National Women's Soccer League

The National Women’s Soccer League (NWSL) announced today that the league has established a new cooling break procedure for all remaining matches in the 2014 NWSL season. The implementation of this new procedure is effective immediately.

The cooling break procedure comes as a precaution to keep players and match officials safe in the event of dangerous climate conditions during matches. Cooling breaks will be considered on a match-by-match basis and implementation of the breaks will be managed solely by the referee.

Climate conditions will be evaluated 60 minutes before kickoff. Upon confirmation by the referee and a representative from each team (coach, medical staff, etc.), cooling breaks are mandated if the heat index reaches 89 degrees Fahrenheit or higher.

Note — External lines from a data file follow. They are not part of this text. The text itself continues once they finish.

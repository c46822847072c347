//! Reactor metrics.
//!
//! Counters for submission and completion traffic plus pool pressure.
//! Registered statically with metriken; a single driver thread owns all
//! increments, so plain counters suffice.

use metriken::{Counter, Gauge, metric};

#[metric(name = "ringlet/sqe/submitted", description = "Total SQEs pushed to the ring")]
pub static SQE_SUBMITTED: Counter = Counter::new();

#[metric(name = "ringlet/cqe/processed", description = "Total CQEs reaped")]
pub static CQE_PROCESSED: Counter = Counter::new();

#[metric(
    name = "ringlet/submissions/refused",
    description = "Submissions refused because the reactor was stopping"
)]
pub static SUBMISSIONS_REFUSED: Counter = Counter::new();

#[metric(
    name = "ringlet/pool/exhausted_spins",
    description = "Allocation retries while the user-data pool was exhausted"
)]
pub static POOL_EXHAUSTED_SPINS: Counter = Counter::new();

#[metric(
    name = "ringlet/timeouts/fired",
    description = "Link-timeouts that fired and cancelled their operation"
)]
pub static LINK_TIMEOUTS_FIRED: Counter = Counter::new();

#[metric(
    name = "ringlet/ops/in_flight",
    description = "User-data blocks currently held by in-flight operations"
)]
pub static OPS_IN_FLIGHT: Gauge = Gauge::new();
//! Move application and box-completion scoring.
//!
//! [`BoardState::apply_move`] is the only way a board changes. A move is
//! either rejected with no side effects, or it claims one edge and awards
//! every box that edge closes to the mover. Ownership is decided exactly
//! once, at the moment the fourth side is drawn.

use serde::{Deserialize, Serialize};
use smallvec::SmallVec;

use super::edge::{BoxId, Edge};
use super::state::BoardState;
use crate::core::{MoveError, PlayerId};

/// Result of a successfully applied move.
#[derive(Clone, Debug, PartialEq, Eq, Serialize, Deserialize)]
pub struct MoveOutcome {
    /// The edge that was claimed (normalized).
    pub edge: Edge,
    /// Boxes closed by this move: at most the two the edge borders.
    pub completed: SmallVec<[BoxId; 2]>,
}

impl MoveOutcome {
    /// Number of boxes this move completed.
    #[must_use]
    pub fn boxes_completed(&self) -> usize {
        self.completed.len()
    }

    /// Whether the mover earns another turn.
    #[must_use]
    pub fn scored(&self) -> bool {
        !self.completed.is_empty()
    }
}

impl BoardState {
    /// Claim `edge` for `player`.
    ///
    /// ## Errors
    ///
    /// - [`MoveError::InvalidEdge`] if the dots are not adjacent on this grid
    /// - [`MoveError::AlreadyClaimed`] if the edge was drawn before
    ///
    /// On error the board is unchanged.
    pub fn apply_move(&mut self, edge: Edge, player: PlayerId) -> Result<MoveOutcome, MoveError> {
        let id = self.geometry.edge_id(edge).ok_or(MoveError::InvalidEdge {
            a: edge.low(),
            b: edge.high(),
        })?;

        if self.claimed[id.index()] {
            return Err(MoveError::AlreadyClaimed { edge });
        }
        self.claimed.set(id.index(), true);

        // Only boxes bordering the new edge can have just been closed.
        let mut completed = SmallVec::new();
        for &box_id in self.geometry.boxes_of(id) {
            if self.owners[box_id.index()].is_some() {
                continue;
            }
            let closed = self
                .geometry
                .box_edges(box_id)
                .iter()
                .all(|side| self.claimed[side.index()]);
            if closed {
                self.owners.set(box_id.index(), Some(player));
                completed.push(box_id);
            }
        }

        self.scores[player] += completed.len() as u32;

        Ok(MoveOutcome { edge, completed })
    }

    /// Claim the edge between two raw dot indices, in either order.
    pub fn apply_dots(&mut self, a: usize, b: usize, player: PlayerId) -> Result<MoveOutcome, MoveError> {
        self.apply_move(Edge::new(a, b), player).map_err(|err| match err {
            MoveError::InvalidEdge { .. } => MoveError::InvalidEdge { a, b },
            other => other,
        })
    }
}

Cooling breaks last approximately three minutes in length and will be held approximately thirty minutes into each half (around the 30th and 75th minute, respectively). The ball must be out of play in order for the break to commence. Upon signal from the referee, the break will commence for both teams and all match officials. Both teams will go to their respective team areas for the break. The clock will continue to run and all time allotted for the break will be added to stoppage time.

  1. Gina West 7 years ago

    I agree it is a great and essential idea for the player’s health.
    I think the timing of the breaks are better in the Nadeshiko league rather than on the half hour. I can’t remember the match (or tournament) I was watching but I remember they gave the girls a water break in the 40th minute, just 5 minutes before the end of the first half!

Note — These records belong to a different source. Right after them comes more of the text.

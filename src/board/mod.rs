//! Board representation and the move engine.
//!
//! - `edge`: dot pairs and dense edge/box ids
//! - `geometry`: the fixed edge and box sets of a grid
//! - `state`: `BoardState`, claim status, owners, scores
//! - `moves`: `BoardState::apply_move`, the only mutation
//! - `render`: plain-text drawing

pub mod edge;
pub mod geometry;
pub mod moves;
mod render;
pub mod state;

pub use edge::{BoxEdges, BoxId, Dot, Edge, EdgeId};
pub use geometry::Geometry;
pub use moves::MoveOutcome;
pub use state::BoardState;
//! Edge and box identifiers.
//!
//! Dots are plain `usize` indices in row-major order and are never
//! materialized. An [`Edge`] names a pair of dots and is always stored
//! normalized (`low <= high`). Edges and boxes also carry dense ids
//! ([`EdgeId`], [`BoxId`]) assigned once by [`Geometry`](super::Geometry);
//! every per-edge and per-box table in the engine is indexed by them.

use serde::{Deserialize, Serialize};

/// Row-major dot index.
pub type Dot = usize;

/// A line between two dots, normalized so that `low <= high`.
///
/// ```
/// use dots_and_boxes::board::Edge;
///
/// let edge = Edge::new(6, 1);
/// assert_eq!(edge.low(), 1);
/// assert_eq!(edge.high(), 6);
/// assert_eq!(edge, Edge::new(1, 6));
/// ```
#[derive(Clone, Copy, Debug, PartialEq, Eq, Hash, PartialOrd, Ord, Serialize, Deserialize)]
pub struct Edge {
    low: Dot,
    high: Dot,
}

impl Edge {
    /// Create an edge from two dots in either order.
    #[must_use]
    pub const fn new(a: Dot, b: Dot) -> Self {
        if a <= b {
            Self { low: a, high: b }
        } else {
            Self { low: b, high: a }
        }
    }

    /// The smaller dot index.
    #[must_use]
    pub const fn low(self) -> Dot {
        self.low
    }

    /// The larger dot index.
    #[must_use]
    pub const fn high(self) -> Dot {
        self.high
    }
}

impl std::fmt::Display for Edge {
    fn fmt(&self, f: &mut std::fmt::Formatter<'_>) -> std::fmt::Result {
        write!(f, "{}-{}", self.low, self.high)
    }
}

impl From<(Dot, Dot)> for Edge {
    fn from((a, b): (Dot, Dot)) -> Self {
        Self::new(a, b)
    }
}

/// Dense index of an edge, assigned at construction.
#[derive(Clone, Copy, Debug, PartialEq, Eq, Hash, PartialOrd, Ord, Serialize, Deserialize)]
pub struct EdgeId(pub u32);

impl EdgeId {
    #[must_use]
    pub const fn index(self) -> usize {
        self.0 as usize
    }
}

/// Dense index of a box, row-major over grid cells.
#[derive(Clone, Copy, Debug, PartialEq, Eq, Hash, PartialOrd, Ord, Serialize, Deserialize)]
pub struct BoxId(pub u32);

impl BoxId {
    #[must_use]
    pub const fn index(self) -> usize {
        self.0 as usize
    }
}

/// The four bounding edges of a box: top, left, right, bottom.
pub type BoxEdges = [EdgeId; 4];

    Maybe there should be a rule that the coaches stay on the bench and the other staff meet the teams a little bit on the pitch to give them their drink break to try to limit any team tactics during this break?

  2. Ken Suzuki 7 years ago

    Same procedure was introduced to the Nadeshiko League this year. Called “watering time” here. The procedure is almost same but the break begins at the half of each half (22′ and 67′) instead of after thirty minutes.

    A great idea for the health of players, but the procedure must be regulated clearly and implemented strictly. Unfortunately some coaches use the break to give detailed instruction rather than having players rest and drink water. In the most recent Kobe vs. Iga match, TV commentators pointed out INAC often improves its performance distinctly after this break.